> PROBLEM TO SOLVE
Which lines below contain "that"? Pull them out.
══════════════════════════════
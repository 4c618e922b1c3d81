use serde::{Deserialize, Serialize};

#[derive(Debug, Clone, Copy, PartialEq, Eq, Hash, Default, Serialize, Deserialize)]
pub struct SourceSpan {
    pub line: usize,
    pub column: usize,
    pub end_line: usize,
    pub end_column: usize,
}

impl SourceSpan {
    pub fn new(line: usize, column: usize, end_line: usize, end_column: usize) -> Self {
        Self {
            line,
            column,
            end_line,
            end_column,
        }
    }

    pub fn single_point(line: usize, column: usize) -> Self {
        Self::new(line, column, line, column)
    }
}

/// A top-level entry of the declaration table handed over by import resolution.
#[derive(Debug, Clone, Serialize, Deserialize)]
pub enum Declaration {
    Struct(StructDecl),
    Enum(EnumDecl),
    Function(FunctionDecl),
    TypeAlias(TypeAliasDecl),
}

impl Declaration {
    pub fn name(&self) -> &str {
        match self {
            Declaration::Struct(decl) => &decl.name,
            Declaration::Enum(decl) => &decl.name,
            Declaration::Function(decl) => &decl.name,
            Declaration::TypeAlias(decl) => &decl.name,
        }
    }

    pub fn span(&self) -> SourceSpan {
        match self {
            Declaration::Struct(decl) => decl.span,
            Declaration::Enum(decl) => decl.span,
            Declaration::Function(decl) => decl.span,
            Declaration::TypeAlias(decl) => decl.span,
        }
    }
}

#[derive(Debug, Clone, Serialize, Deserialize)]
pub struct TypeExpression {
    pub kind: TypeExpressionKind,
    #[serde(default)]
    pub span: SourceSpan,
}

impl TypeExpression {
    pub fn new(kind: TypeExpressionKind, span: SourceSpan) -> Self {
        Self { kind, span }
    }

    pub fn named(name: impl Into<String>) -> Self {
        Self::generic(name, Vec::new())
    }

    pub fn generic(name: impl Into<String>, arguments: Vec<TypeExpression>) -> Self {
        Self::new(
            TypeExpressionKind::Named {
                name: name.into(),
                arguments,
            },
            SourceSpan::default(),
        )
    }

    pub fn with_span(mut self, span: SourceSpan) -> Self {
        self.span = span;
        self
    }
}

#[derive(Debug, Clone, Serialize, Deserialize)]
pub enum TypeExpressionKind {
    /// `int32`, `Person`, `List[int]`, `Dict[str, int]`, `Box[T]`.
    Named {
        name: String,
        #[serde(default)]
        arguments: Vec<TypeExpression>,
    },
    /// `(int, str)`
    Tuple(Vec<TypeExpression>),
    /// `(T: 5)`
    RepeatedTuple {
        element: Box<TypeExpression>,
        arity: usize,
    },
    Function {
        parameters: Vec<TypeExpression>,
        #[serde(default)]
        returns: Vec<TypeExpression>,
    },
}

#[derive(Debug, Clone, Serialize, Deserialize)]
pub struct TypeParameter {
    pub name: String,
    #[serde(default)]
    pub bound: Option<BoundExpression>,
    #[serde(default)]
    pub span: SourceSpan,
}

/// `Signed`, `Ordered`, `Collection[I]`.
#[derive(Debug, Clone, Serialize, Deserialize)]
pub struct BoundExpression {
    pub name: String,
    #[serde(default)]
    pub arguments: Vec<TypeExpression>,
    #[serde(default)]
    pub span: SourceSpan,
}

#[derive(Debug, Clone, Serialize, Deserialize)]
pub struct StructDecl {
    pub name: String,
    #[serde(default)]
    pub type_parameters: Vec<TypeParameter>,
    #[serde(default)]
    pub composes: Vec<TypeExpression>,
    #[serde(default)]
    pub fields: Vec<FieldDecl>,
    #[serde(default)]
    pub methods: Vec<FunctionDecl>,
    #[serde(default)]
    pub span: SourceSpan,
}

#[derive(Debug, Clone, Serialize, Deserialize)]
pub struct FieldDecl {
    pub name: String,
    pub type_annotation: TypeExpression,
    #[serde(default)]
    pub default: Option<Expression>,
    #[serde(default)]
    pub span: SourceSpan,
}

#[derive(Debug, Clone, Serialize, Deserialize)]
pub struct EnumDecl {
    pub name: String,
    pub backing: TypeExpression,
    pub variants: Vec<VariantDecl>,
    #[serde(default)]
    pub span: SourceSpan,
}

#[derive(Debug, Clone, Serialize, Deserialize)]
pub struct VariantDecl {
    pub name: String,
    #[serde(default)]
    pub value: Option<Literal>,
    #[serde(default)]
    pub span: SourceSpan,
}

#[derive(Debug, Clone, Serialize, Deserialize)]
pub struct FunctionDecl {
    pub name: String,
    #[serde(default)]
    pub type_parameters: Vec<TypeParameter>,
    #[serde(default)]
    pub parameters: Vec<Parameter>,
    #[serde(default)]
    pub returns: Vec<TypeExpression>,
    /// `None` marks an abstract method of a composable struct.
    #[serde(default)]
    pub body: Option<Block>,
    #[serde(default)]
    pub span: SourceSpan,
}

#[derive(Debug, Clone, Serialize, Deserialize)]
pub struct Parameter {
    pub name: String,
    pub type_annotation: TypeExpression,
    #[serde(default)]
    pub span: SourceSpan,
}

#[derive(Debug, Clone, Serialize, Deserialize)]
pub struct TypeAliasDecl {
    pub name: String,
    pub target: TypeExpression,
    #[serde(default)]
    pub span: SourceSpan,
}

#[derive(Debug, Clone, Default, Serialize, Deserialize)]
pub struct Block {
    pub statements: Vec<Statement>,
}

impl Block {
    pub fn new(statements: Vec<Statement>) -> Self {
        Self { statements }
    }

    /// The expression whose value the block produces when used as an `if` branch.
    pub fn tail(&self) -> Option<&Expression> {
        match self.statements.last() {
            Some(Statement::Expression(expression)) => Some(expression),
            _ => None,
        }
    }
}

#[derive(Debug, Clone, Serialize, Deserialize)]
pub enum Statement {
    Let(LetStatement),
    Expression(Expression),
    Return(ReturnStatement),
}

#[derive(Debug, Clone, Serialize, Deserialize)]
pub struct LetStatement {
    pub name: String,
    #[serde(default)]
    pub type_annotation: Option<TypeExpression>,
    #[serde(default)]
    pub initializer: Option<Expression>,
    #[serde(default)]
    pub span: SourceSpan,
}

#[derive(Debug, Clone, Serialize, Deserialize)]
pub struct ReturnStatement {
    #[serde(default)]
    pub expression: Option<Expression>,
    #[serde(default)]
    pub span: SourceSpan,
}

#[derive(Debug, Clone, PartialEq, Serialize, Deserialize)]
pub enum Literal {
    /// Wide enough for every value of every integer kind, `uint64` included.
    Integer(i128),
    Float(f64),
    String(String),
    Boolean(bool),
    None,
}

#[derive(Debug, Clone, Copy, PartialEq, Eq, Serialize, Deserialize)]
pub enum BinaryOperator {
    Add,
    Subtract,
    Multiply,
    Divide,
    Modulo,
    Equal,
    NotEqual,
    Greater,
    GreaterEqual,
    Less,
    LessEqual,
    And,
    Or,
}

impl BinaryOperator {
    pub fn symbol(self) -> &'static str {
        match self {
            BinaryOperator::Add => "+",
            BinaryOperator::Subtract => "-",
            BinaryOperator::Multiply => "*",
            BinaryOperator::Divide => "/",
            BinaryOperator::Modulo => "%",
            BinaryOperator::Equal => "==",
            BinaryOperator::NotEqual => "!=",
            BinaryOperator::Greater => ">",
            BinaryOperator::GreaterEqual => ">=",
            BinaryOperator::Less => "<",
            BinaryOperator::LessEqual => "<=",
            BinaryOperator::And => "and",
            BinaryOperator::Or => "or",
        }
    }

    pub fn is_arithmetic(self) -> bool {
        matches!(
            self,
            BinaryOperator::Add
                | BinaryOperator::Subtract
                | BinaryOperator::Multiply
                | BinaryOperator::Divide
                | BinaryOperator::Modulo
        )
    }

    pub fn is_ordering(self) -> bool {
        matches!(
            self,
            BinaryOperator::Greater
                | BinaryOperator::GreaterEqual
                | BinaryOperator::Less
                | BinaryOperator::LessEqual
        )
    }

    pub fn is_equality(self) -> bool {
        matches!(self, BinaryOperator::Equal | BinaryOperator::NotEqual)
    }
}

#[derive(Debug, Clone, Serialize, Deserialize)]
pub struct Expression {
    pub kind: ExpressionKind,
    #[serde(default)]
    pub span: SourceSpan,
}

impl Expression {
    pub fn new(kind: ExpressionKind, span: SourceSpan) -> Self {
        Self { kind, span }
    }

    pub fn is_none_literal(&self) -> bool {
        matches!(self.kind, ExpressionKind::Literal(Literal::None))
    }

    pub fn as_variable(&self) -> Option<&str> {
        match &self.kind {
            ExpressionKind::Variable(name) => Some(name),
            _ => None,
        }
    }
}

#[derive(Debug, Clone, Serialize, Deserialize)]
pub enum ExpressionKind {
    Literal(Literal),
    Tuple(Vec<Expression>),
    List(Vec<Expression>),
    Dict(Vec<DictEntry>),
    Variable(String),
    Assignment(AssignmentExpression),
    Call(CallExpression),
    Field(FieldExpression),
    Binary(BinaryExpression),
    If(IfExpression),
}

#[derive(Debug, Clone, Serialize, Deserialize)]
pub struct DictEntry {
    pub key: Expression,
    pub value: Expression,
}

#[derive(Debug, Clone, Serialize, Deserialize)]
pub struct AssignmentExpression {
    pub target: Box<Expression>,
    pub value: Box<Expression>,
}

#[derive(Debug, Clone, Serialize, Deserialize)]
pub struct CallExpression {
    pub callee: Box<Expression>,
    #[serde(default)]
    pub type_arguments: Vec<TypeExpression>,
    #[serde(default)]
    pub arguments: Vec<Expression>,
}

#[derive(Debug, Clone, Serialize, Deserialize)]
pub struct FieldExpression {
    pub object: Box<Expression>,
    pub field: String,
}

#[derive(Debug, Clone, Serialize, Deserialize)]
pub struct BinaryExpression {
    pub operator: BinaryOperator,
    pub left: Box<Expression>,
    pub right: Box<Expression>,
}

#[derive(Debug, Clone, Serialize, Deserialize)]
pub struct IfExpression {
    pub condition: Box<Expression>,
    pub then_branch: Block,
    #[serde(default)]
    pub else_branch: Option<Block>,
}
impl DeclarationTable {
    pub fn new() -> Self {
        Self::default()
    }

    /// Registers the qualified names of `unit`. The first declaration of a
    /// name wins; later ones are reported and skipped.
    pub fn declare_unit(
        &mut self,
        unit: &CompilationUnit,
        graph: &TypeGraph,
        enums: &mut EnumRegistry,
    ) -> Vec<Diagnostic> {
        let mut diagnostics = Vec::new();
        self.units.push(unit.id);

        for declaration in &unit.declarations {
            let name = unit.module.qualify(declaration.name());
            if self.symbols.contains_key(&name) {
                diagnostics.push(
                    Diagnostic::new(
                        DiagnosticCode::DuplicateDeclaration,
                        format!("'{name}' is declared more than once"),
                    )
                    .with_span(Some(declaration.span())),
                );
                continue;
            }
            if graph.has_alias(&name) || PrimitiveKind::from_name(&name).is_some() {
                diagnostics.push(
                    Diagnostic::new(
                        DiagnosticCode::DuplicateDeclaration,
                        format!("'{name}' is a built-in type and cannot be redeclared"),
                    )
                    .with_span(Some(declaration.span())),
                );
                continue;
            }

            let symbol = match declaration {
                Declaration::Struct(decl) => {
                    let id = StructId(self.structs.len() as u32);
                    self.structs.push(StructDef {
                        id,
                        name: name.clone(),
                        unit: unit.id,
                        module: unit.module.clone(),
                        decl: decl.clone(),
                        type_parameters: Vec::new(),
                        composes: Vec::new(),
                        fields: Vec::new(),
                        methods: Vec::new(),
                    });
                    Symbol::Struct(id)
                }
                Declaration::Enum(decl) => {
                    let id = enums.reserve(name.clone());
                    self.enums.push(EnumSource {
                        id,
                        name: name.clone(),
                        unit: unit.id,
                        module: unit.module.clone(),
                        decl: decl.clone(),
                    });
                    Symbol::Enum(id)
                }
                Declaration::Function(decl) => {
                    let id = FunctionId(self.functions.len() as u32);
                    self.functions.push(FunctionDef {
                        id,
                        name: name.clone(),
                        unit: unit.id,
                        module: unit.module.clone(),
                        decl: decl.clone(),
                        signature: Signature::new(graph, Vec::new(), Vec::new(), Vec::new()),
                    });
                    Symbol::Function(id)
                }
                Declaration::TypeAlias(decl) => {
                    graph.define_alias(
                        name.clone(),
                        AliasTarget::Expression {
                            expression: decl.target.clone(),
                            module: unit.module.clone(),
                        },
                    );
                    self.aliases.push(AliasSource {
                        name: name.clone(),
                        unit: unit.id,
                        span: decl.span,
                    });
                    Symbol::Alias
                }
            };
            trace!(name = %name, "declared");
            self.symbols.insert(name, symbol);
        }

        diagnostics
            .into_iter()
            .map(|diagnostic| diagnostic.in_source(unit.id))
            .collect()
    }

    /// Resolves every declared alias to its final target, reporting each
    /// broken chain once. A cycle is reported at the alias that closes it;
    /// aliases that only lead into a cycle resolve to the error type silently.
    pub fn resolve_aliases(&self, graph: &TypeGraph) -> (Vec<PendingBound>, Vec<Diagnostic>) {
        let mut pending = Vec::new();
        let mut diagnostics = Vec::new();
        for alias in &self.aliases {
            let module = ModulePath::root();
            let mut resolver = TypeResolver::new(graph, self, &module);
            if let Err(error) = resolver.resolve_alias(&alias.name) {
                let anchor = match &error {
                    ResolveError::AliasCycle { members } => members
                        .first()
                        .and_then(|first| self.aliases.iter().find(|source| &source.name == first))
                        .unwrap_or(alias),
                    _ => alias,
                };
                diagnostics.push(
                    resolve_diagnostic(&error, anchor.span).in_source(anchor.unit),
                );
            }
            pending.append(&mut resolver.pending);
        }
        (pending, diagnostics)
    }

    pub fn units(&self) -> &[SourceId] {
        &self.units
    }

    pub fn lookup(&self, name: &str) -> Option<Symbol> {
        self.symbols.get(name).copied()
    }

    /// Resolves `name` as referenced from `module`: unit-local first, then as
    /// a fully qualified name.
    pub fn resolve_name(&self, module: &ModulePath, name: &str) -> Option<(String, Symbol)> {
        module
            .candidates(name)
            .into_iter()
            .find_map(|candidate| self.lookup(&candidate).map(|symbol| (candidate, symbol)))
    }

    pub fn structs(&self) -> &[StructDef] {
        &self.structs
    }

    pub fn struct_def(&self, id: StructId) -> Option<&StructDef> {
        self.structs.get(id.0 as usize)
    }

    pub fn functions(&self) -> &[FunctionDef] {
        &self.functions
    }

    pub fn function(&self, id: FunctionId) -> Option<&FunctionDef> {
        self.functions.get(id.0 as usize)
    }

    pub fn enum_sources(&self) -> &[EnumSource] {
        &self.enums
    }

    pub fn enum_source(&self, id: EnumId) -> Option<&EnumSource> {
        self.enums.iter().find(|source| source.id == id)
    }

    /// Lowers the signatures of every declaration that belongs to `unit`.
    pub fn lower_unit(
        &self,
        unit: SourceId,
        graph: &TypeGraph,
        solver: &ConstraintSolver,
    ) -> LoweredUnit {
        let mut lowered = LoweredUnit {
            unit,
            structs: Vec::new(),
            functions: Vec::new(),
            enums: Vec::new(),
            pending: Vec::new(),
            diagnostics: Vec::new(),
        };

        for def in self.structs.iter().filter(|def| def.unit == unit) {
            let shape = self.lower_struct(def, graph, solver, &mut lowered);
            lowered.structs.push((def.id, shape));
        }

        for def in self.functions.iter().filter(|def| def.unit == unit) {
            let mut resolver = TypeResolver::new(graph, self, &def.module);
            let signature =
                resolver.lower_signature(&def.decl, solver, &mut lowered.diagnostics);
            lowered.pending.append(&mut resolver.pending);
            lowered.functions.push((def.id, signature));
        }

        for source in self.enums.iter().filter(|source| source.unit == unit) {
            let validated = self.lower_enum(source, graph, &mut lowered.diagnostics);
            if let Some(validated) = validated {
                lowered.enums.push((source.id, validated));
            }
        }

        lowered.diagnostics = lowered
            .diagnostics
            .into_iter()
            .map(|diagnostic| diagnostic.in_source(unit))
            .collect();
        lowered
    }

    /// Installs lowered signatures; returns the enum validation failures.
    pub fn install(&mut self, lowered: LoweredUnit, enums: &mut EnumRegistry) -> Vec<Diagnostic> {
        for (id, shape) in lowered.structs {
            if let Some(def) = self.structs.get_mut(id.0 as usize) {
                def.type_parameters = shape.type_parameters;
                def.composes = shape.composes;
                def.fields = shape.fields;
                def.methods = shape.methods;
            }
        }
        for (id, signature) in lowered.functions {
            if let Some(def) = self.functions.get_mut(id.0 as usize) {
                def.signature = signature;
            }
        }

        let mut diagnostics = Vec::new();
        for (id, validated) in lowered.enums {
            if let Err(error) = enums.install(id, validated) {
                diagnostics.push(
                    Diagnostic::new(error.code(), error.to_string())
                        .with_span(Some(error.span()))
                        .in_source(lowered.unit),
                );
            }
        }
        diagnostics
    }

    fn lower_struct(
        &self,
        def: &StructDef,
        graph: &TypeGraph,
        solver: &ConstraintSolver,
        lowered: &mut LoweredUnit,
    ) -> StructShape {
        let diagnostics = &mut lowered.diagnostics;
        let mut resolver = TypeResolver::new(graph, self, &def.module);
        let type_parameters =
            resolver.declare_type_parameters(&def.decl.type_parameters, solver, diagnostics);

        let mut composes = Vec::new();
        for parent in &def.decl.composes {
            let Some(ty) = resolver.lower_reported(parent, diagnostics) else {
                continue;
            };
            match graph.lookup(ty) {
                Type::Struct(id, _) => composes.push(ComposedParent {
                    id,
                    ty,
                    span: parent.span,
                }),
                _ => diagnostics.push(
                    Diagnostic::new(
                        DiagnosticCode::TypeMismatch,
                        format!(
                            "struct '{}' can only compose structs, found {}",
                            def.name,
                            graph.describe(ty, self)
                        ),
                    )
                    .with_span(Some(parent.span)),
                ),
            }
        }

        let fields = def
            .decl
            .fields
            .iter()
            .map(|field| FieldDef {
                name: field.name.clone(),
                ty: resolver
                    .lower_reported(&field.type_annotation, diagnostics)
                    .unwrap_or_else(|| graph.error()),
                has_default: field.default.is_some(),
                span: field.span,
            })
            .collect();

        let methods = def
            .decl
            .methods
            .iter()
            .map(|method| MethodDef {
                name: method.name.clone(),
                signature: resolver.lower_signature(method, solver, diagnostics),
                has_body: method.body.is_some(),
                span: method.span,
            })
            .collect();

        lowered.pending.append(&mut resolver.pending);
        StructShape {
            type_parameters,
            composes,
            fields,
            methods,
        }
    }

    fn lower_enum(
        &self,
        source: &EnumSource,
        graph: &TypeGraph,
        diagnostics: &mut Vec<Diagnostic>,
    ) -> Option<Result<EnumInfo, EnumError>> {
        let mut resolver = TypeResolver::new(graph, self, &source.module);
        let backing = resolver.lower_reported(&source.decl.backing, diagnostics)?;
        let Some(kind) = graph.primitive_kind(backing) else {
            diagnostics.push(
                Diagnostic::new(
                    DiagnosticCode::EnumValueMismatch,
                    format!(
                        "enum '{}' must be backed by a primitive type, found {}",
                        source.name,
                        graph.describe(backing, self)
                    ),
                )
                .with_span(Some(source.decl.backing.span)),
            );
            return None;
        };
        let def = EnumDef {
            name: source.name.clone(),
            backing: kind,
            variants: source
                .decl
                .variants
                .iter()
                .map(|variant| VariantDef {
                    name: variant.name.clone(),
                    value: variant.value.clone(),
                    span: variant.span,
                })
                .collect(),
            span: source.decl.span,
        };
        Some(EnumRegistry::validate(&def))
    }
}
══════════════════════════════
> ANSWER TO THIS TASK
    /// broken chain once. A cycle is reported at the alias that closes it;
    /// aliases that only lead into a cycle resolve to the error type silently.
    /// Lowers the signatures of every declaration that belongs to `unit`.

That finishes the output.